I will refer you to this great informal introduction which gives a few finite examples and explains the intuition behind the definitions.
However $H_\infty^\varepsilon$ is not mentioned. The effect of smoothing is similar to $H_0^\varepsilon$, but in reverse: the smoothing will continuously "steal" probability from the most probable states until $\varepsilon$ probability has been stolen. If you have $n$ maximum-probability states and all other states are somewhat less probable, then the maximum probability will be reduced by $\varepsilon/n$. So a single small peak of probability will be smoothed off, but the effect of smoothing will be negligible in two notable cases: if you have many maximum-probability (or close to maximum-probability) states, or if the maximum probability is much greater than $\varepsilon$.
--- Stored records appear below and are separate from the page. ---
#![cfg_attr(docsrs, feature(doc_cfg))]
//! # fvm-sieve
//!
//! fvm-sieve assembles and solves cell-centered finite-volume discretizations
//! of steady scalar transport equations on structured grids. An equation is a
//! sum of diffusion (second or fourth order), convection and source terms; it
//! is assembled into a sparse linear system, handed to a linear solver, and the
//! result is written back into a [`CellVariable`](data::variable::CellVariable).
//!
//! ## Features
//! - Uniform 1D, 2D and 3D grids behind the [`MeshAdapter`](mesh::MeshAdapter) trait
//! - Fixed-value, fixed-flux and second/third derivative boundary constraints
//! - Exponential, upwind, central, hybrid and power-law convection schemes
//! - Fourth-order diffusion through auxiliary ghost unknowns
//! - Dense LU, preconditioned conjugate gradient and Gauss–Seidel solvers
//!
//! ## Usage
//!
//! ```rust
//! use fvm_sieve::prelude::*;
//!
//! # fn main() -> Result<(), FvmError> {
//! let mesh = Grid::grid_1d(0.1, 10)?;
//! let left = mesh.boundary_faces(Boundary::Left)?;
//! let right = mesh.boundary_faces(Boundary::Right)?;
//! let bcs = [
//!     BoundaryCondition::fixed_value(left, 0.0)?,
//!     BoundaryCondition::fixed_value(right, 1.0)?,
//! ];
//! let eq = Equation::builder().term(DiffusionTerm::new(1.0)).build()?;
//! let mut phi = CellVariable::new("phi", &mesh, 0.0);
//! eq.solve(&mut phi, &bcs, &LinearLUSolver::new())?;
//! assert!((phi.values()[0] - 0.05).abs() < 1e-9);
//! # Ok(())
//! # }
//! ```
//!
//! ## Parallelism
//!
//! With the `rayon` feature, per-face geometry and coefficient evaluation run on
//! the rayon pool. Results are collected in face order, so assembly is
//! deterministic with or without the feature.

pub mod algs;
pub mod data;
pub mod fvm_error;
pub mod mesh;
pub mod solvers;
pub mod terms;

pub use fvm_error::FvmError;

/// A convenient prelude to import the most-used traits & types:
pub mod prelude {
    pub use crate::algs::equation::{Equation, EquationBuilder, SolveReport};
    pub use crate::algs::system::LinearSystem;
    pub use crate::data::bc::{BoundaryCondition, BoundaryMap, ConstraintKind, FaceValue};
    pub use crate::data::variable::{CellVariable, Rank};
    pub use crate::fvm_error::FvmError;
    pub use crate::mesh::{Boundary, Grid, GridSpec, MeshAdapter};
    pub use crate::solvers::{
        LinearGaussSeidelSolver, LinearLUSolver, LinearPCGSolver, LinearSolver, Solution,
        SolverConfig,
    };
    pub use crate::terms::{
        Coefficient, ConvectionScheme, ConvectionTerm, DiffusionTerm, ImplicitSourceTerm,
        SourceTerm, Term, VectorCoefficient,
    };
}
Unlike $H_0^\varepsilon$ which can be radically different from $H_0$, $H_\infty^\varepsilon$ is continuous in $\varepsilon$ in the following sense: $0<\exp(-H_\infty(X))-\exp(-H_\infty^\varepsilon(X))\le \varepsilon$ (more generally, $\exp(-H_\infty^\varepsilon(X))$ is an increasing 1-Lipschitz function of $\varepsilon$).
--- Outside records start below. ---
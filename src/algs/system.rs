//! Sparse linear system assembled from equation terms.
//!
//! Rows `0..N` are cell balances and rows `N..N+k` belong to auxiliary
//! unknowns. Entries accumulate in a [`TriMat`]; duplicates are summed when
//! the system is converted to CSR for solving.

use super::higher_order::{AuxiliaryArena, IntermediateField};
use crate::data::bc::BoundaryMap;
use crate::fvm_error::FvmError;
use sprs::{CsMat, TriMat};
use std::collections::BTreeMap;
use std::ops::AddAssign;

/// Per-face coefficients recorded by terms and applied once boundary
/// conditions are known.
///
/// A fixed value `g` adds `value_diagonal` to the owner's diagonal and
/// `value_rhs * g` to its right-hand side; a fixed flux `q` adds
/// `flux_rhs * q` to the right-hand side.
#[derive(Clone, Copy, Debug, Default, PartialEq)]
pub struct BoundaryCoefficients {
    pub value_diagonal: f64,
    pub value_rhs: f64,
    pub flux_rhs: f64,
}

impl AddAssign for BoundaryCoefficients {
    fn add_assign(&mut self, rhs: Self) {
        self.value_diagonal += rhs.value_diagonal;
        self.value_rhs += rhs.value_rhs;
        self.flux_rhs += rhs.flux_rhs;
    }
}

/// Square sparse system `A x = b` of size `N + k`.
#[derive(Debug)]
pub struct LinearSystem {
    cells: usize,
    matrix: TriMat<f64>,
    rhs: Vec<f64>,
    boundary: BTreeMap<usize, (usize, BoundaryCoefficients)>,
    auxiliary: AuxiliaryArena,
    intermediate: Option<IntermediateField>,
}

impl LinearSystem {
    /// Empty system over `cells` unknowns.
    pub fn new(cells: usize) -> Self {
        Self::with_auxiliary(cells, AuxiliaryArena::empty(cells))
    }

    /// Empty system over `cells` unknowns plus one unknown per arena entry.
    pub fn with_auxiliary(cells: usize, auxiliary: AuxiliaryArena) -> Self {
        let size = cells + auxiliary.len();
        Self {
            cells,
            matrix: TriMat::new((size, size)),
            rhs: vec![0.0; size],
            boundary: BTreeMap::new(),
            auxiliary,
            intermediate: None,
        }
    }

    /// Number of cell unknowns `N`.
    #[inline]
    pub fn cell_count(&self) -> usize {
        self.cells
    }

    /// Total number of unknowns `N + k`.
    #[inline]
    pub fn size(&self) -> usize {
        self.rhs.len()
    }

    #[inline]
    pub fn auxiliary(&self) -> &AuxiliaryArena {
        &self.auxiliary
    }

    #[inline]
    pub fn rhs(&self) -> &[f64] {
        &self.rhs
    }

    /// Accumulate `value` into `A[row, col]`.
    #[inline]
    pub fn add(&mut self, row: usize, col: usize, value: f64) {
        if value != 0.0 {
            self.matrix.add_triplet(row, col, value);
        }
    }

    /// Accumulate `value` into `b[row]`.
    #[inline]
    pub fn add_rhs(&mut self, row: usize, value: f64) {
        self.rhs[row] += value;
    }

    /// Accumulate boundary coefficients for `face`, owned by cell `owner`.
    pub fn record_boundary(&mut self, face: usize, owner: usize, coefficients: BoundaryCoefficients) {
        self.boundary
            .entry(face)
            .or_insert((owner, BoundaryCoefficients::default()))
            .1 += coefficients;
    }

    /// Coefficients recorded for `face`.
    pub fn boundary_coefficients(&self, face: usize) -> Option<BoundaryCoefficients> {
        self.boundary.get(&face).map(|(_, c)| *c)
    }

    /// Fold the recorded boundary coefficients into the matrix and RHS.
    ///
    /// Faces without a fixed value or fixed flux stay closed. The ledger is
    /// consumed so the pass cannot be applied twice.
    pub fn apply_boundary_conditions(&mut self, boundaries: &BoundaryMap) {
        let ledger = std::mem::take(&mut self.boundary);
        let mut applied = 0usize;
        for (face, (owner, c)) in ledger {
            let Some(constraints) = boundaries.get(face) else {
                continue;
            };
            if let Some(g) = constraints.value {
                self.add(owner, owner, c.value_diagonal);
                self.rhs[owner] += c.value_rhs * g;
                applied += 1;
            }
            if let Some(q) = constraints.flux {
                self.rhs[owner] += c.flux_rhs * q;
                applied += 1;
            }
        }
        log::trace!("applied {applied} boundary constraints");
    }

    pub(crate) fn set_intermediate(&mut self, field: IntermediateField) -> Result<(), FvmError> {
        if self.intermediate.is_some() {
            return Err(FvmError::InvalidParameter(
                "an equation may contain at most one fourth-order diffusion term".into(),
            ));
        }
        self.intermediate = Some(field);
        Ok(())
    }

    pub(crate) fn intermediate(&self) -> Option<&IntermediateField> {
        self.intermediate.as_ref()
    }

    /// Number of stored triplets, duplicates included.
    pub fn triplet_count(&self) -> usize {
        self.matrix.nnz()
    }

    /// Matrix in CSR form with duplicate entries summed.
    pub fn to_csr(&self) -> CsMat<f64> {
        self.matrix.to_csr()
    }

    /// Row-major dense copy of the matrix.
    pub fn to_dense(&self) -> Vec<Vec<f64>> {
        csr_to_dense(&self.to_csr())
    }
}

/// Row-major dense copy of a CSR matrix.
pub(crate) fn csr_to_dense(csr: &CsMat<f64>) -> Vec<Vec<f64>> {
    let mut dense = vec![vec![0.0; csr.cols()]; csr.rows()];
    for (row, vec) in csr.outer_iterator().enumerate() {
        for (col, &value) in vec.iter() {
            dense[row][col] += value;
        }
    }
    dense
}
Finally, for a fair coin: $H_\infty^\varepsilon(X)=-\log \frac{1-\varepsilon}{2}$ $H_0^\varepsilon(X)=\begin{cases}\log 2&\varepsilon<1/2\\0&\varepsilon\ge 1/2\end{cases}$ $H_\infty^\varepsilon$ steals $\varepsilon/2$ from each state since they have both maximal probability. $H_0^\varepsilon$ tries to steal from one minimum-probability state to reduce the number of states: this only succeeds if $\varepsilon\ge 1/2$.